Humans spend a third of a lifetime sleeping or trying to fall asleep. Sleep deprivation can result in a variety of cognitive deficits, such as depressed mood, speech disfluency, reduced alertnessattentiveness, and ability to learn or remember things. Sleep is essential to our physiological and psychological well-being, as it allows us to recharge overnight in order to face a brand new day with our cognitive abilities intact. So, it seems that sleeping is necessary. But is dreaming? What even is a dream? And more importantly, what happens to our brain when we dream?

A dream can be defined as “subjective experience during sleep” that is solely accessible by the dreamer after waking up. Everybody dreams, even if they do not remember having done so. In an average 8-hour-long sleep, we dream for approximately 2 hours! Dreaming mostly occurs in rapid-eye movement (REM) sleep, but to a limited degree, can also take place in non-REM sleep. During REM sleep, arm and leg muscles become temporarily paralyzed, while the eyes move quickly from side-to-side, and breathing, heartrate, and brain activity increase to nearly-awake levels. These features have led researchers to characterize REM sleep as a “metabolically awake brain in a paralyzed body.

Our dreams are not detached from neural activity, such that they exist in a vacuum – in fact, they very much reflect the inner workings of the brain. The perceptual modalities that dominate our wakeful state are also present in most dreams; consider how dreams tend to be vivid with colour, shape and movement, and contain categories we are well acquainted with, such as people, places, or animals. Dreams contain sounds, like speech or conversation, and sometimes, can include tactile perceptions such as pleasure, pain, or smell and taste. Evidently, experiences within dreams are not alien abstractions void of sensory substance, but are “seen, heard and felt.”

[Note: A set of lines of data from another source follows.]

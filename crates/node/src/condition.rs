//! Conjunctive field conditions shared by `filter`, `condition`, `router`,
//! `switch`, and `validator` node types (spec §4.6).

use hermod_core::Value;
use serde::{Deserialize, Serialize};
use serde_json::Value as JsonValue;

/// A comparison operator evaluated against one field of a message's data
/// (spec §4.6 `filter/filter_data`).
#[derive(Debug, Clone, Copy, PartialEq, Eq, Serialize, Deserialize)]
#[serde(rename_all = "snake_case")]
pub enum Operator {
    /// `=`
    Eq,
    /// `!=`
    Ne,
    /// `<`
    Lt,
    /// `<=`
    Le,
    /// `>`
    Gt,
    /// `>=`
    Ge,
    /// Substring test (rendered as text).
    Contains,
    /// Regex match (rendered as text).
    Regex,
}

/// A single condition: `field <operator> value` (spec §4.6).
///
/// `value` is kept as [`JsonValue`] rather than [`Value`] because node
/// configuration round-trips through the catalog as JSON (spec §3
/// `Node.config`).
#[derive(Debug, Clone, Serialize, Deserialize)]
pub struct Condition {
    /// Dotted/indexed path into the message's `data` (spec §9).
    pub field: String,
    /// The comparison to apply.
    pub operator: Operator,
    /// The right-hand side of the comparison.
    pub value: JsonValue,
}

/// `true` if every condition in `conditions` matches `data` (spec §4.6:
/// "a list of conjunctive conditions").
///
/// An empty condition list matches everything — a `filter` node with no
/// configured conditions is a no-op passthrough, not a universal reject.
#[must_use]
pub fn matches_all(conditions: &[Condition], data: &Value) -> bool {
    conditions.iter().all(|c| matches_one(c, data))
}

fn matches_one(condition: &Condition, data: &Value) -> bool {
    let Some(actual) = data.get_path(&condition.field) else {
        return false;
    };
    match condition.operator {
        Operator::Eq => render_eq(actual, &condition.value),
        Operator::Ne => !render_eq(actual, &condition.value),
        Operator::Lt => numeric_cmp(actual, &condition.value, |a, b| a < b),
        Operator::Le => numeric_cmp(actual, &condition.value, |a, b| a <= b),
        Operator::Gt => numeric_cmp(actual, &condition.value, |a, b| a > b),
        Operator::Ge => numeric_cmp(actual, &condition.value, |a, b| a >= b),
        Operator::Contains => actual.render().contains(&render_json(&condition.value)),
        Operator::Regex => regex::Regex::new(&render_json(&condition.value))
            .is_ok_and(|re| re.is_match(&actual.render())),
    }
}

fn render_eq(actual: &Value, expected: &JsonValue) -> bool {
    actual.render() == render_json(expected)
}

fn numeric_cmp(actual: &Value, expected: &JsonValue, cmp: impl Fn(f64, f64) -> bool) -> bool {
    let (Some(a), Some(b)) = (actual.as_f64(), expected.as_f64()) else {
        return false;
    };
    cmp(a, b)
}

fn render_json(value: &JsonValue) -> String {
    match value {
        JsonValue::String(s) => s.clone(),
        JsonValue::Null => String::new(),
        other => other.to_string().trim_matches('"').to_string(),
    }
}

#[cfg(test)]
mod tests {
    use super::*;
    use std::collections::BTreeMap;

    fn data(field: &str, value: Value) -> Value {
        let mut map = BTreeMap::new();
        map.insert(field.to_string(), value);
        Value::Map(map)
    }

    #[test]
    fn eq_matches_rendered_equality() {
        let cond = Condition {
            field: "severity".into(),
            operator: Operator::Eq,
            value: JsonValue::String("critical".into()),
        };
        assert!(matches_one(&cond, &data("severity", Value::String("critical".into()))));
        assert!(!matches_one(&cond, &data("severity", Value::String("low".into()))));
    }

    #[test]
    fn regex_matches_severity_buckets() {
        let high = Condition {
            field: "severity".into(),
            operator: Operator::Regex,
            value: JsonValue::String("^(high|critical)$".into()),
        };
        assert!(matches_one(&high, &data("severity", Value::String("critical".into()))));
        assert!(!matches_one(&high, &data("severity", Value::String("unknown".into()))));
    }

    #[test]
    fn numeric_comparisons() {
        let gt = Condition {
            field: "amount".into(),
            operator: Operator::Gt,
            value: JsonValue::from(100),
        };
        assert!(matches_one(&gt, &data("amount", Value::I64(200))));
        assert!(!matches_one(&gt, &data("amount", Value::I64(50))));
    }

    #[test]
    fn missing_field_never_matches() {
        let cond = Condition {
            field: "missing".into(),
            operator: Operator::Eq,
            value: JsonValue::String("x".into()),
        };
        assert!(!matches_one(&cond, &data("present", Value::Bool(true))));
    }

    #[test]
    fn empty_condition_list_matches_everything() {
        assert!(matches_all(&[], &Value::Null));
    }

    #[test]
    fn conjunctive_requires_every_condition() {
        let mut map = BTreeMap::new();
        map.insert("severity".to_string(), Value::String("high".into()));
        map.insert("region".to_string(), Value::String("eu".into()));
        let value = Value::Map(map);

        let conds = vec![
            Condition {
                field: "severity".into(),
                operator: Operator::Eq,
                value: JsonValue::String("high".into()),
            },
            Condition {
                field: "region".into(),
                operator: Operator::Eq,
                value: JsonValue::String("us".into()),
            },
        ];
        assert!(!matches_all(&conds, &value));
    }
}
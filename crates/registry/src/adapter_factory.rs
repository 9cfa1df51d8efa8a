//! The seam between the registry and protocol-specific adapters (spec
//! §1: "the core sees each as an opaque capability set"). Postgres CDC,
//! Kafka, HTTP, SMTP, … adapters are out of scope for this core; a
//! downstream crate implements [`AdapterFactory`] to plug them in.

use async_trait::async_trait;
use hermod_adapter::{AdapterError, Sink as SinkAdapter, Source as SourceAdapter};
use hermod_model::{Sink, Source};
use std::sync::Arc;

/// Constructs the live adapter backing a catalog source/sink row.
#[async_trait]
pub trait AdapterFactory: Send + Sync {
    /// Build the adapter for `source`, using its `source_type` and
    /// `config` to select and parameterize the concrete driver.
    async fn build_source(&self, source: &Source) -> Result<Arc<dyn SourceAdapter>, AdapterError>;

    /// Build the adapter for `sink`.
    async fn build_sink(&self, sink: &Sink) -> Result<Arc<dyn SinkAdapter>, AdapterError>;
}

/// A factory returning scriptable [`hermod_adapter::mock`] doubles,
/// ignoring `source_type`/`sink_type` entirely. Used by the registry and
/// reconciler's own test suites, and by `apps/worker --catalog memory`
/// local smoke-testing, where no real protocol adapter is wired in.
#[derive(Debug, Default, Clone, Copy)]
pub struct MockAdapterFactory;

#[async_trait]
impl AdapterFactory for MockAdapterFactory {
    async fn build_source(&self, _source: &Source) -> Result<Arc<dyn SourceAdapter>, AdapterError> {
        Ok(Arc::new(hermod_adapter::mock::MockSource::new()))
    }

    async fn build_sink(&self, _sink: &Sink) -> Result<Arc<dyn SinkAdapter>, AdapterError> {
        Ok(Arc::new(hermod_adapter::mock::MockSink::new()))
    }
}

#[cfg(test)]
mod tests {
    use super::*;
    use hermod_core::{SinkId, SourceId};

    #[tokio::test]
    async fn mock_factory_builds_healthy_adapters_for_any_type() {
        let factory = MockAdapterFactory;
        let source = Source::new(SourceId::v4(), "anything");
        let sink = Sink::new(SinkId::v4(), "anything");
        let source_adapter = factory.build_source(&source).await.unwrap();
        let sink_adapter = factory.build_sink(&sink).await.unwrap();
        assert!(source_adapter.ping().await.is_ok());
        assert!(sink_adapter.ping().await.is_ok());
    }
}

These perceptual similarities between sleep and wakefulness are reflected in neurophysiological similarities as well. Electroencephalogram (EEG), which monitors electrical activity in the brain, reveals similar states in the active waking brain and REM sleep. Positron emission tomography (PET) has shown that global brain metabolism in REM sleep is comparable to that of being awake. There is also consistency between the cognitive and neural organization of dreaming and being awake – for example, people with impaired face perception do not dream of faces. And the features of children’s dreams parallel that of their waking cognitive development.

In examining the neuroanatomy of REM sleep, researchers have been able to track the relative increase and decreases in neuronal activity. It is quite fascinating that, paralleling vivid visual imagery while dreaming, the visual cortex – which is responsible for processing visual information – becomes highly activated.

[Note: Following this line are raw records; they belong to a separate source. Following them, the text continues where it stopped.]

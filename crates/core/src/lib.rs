#![forbid(unsafe_code)]
#![warn(missing_docs)]

//! # Hermod Core
//!
//! Shared, dependency-light foundations for the Hermod workflow engine:
//! strongly-typed identifiers and the canonical dynamic [`Value`] used at
//! the engine boundary (spec §3, §9).

mod id;
mod value;

pub use id::{
    EdgeId, MessageId, NodeId, SinkId, SourceId, UuidParseError, WorkerId, WorkflowId,
};
pub use value::{PathError, Value};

”Most of the time, we lack voluntary control in dreams; things just happen, and we carry along with the events that unfold. This could be a function of the right inferior parietal cortex becoming deactivated during REM sleep, a region of the brain which has recently been associated with free will (or waking volition). We also experience altered reflective thought, such that, we accept absurd events as true – for example, swinging from the moon, or the impossible jarring transitions from one dream-scene to the next. In dreams, we often feel uncertain about time and space or the identities of the characters that come and go. This could be a consequence of deactivation in a variety of brain regions (such as the dorsolateral prefrontal cortex) during REM sleep. In fact, deactivation of the prefrontal cortex is associated with reduced self-awareness when engaging with highly sensory experiences while awake.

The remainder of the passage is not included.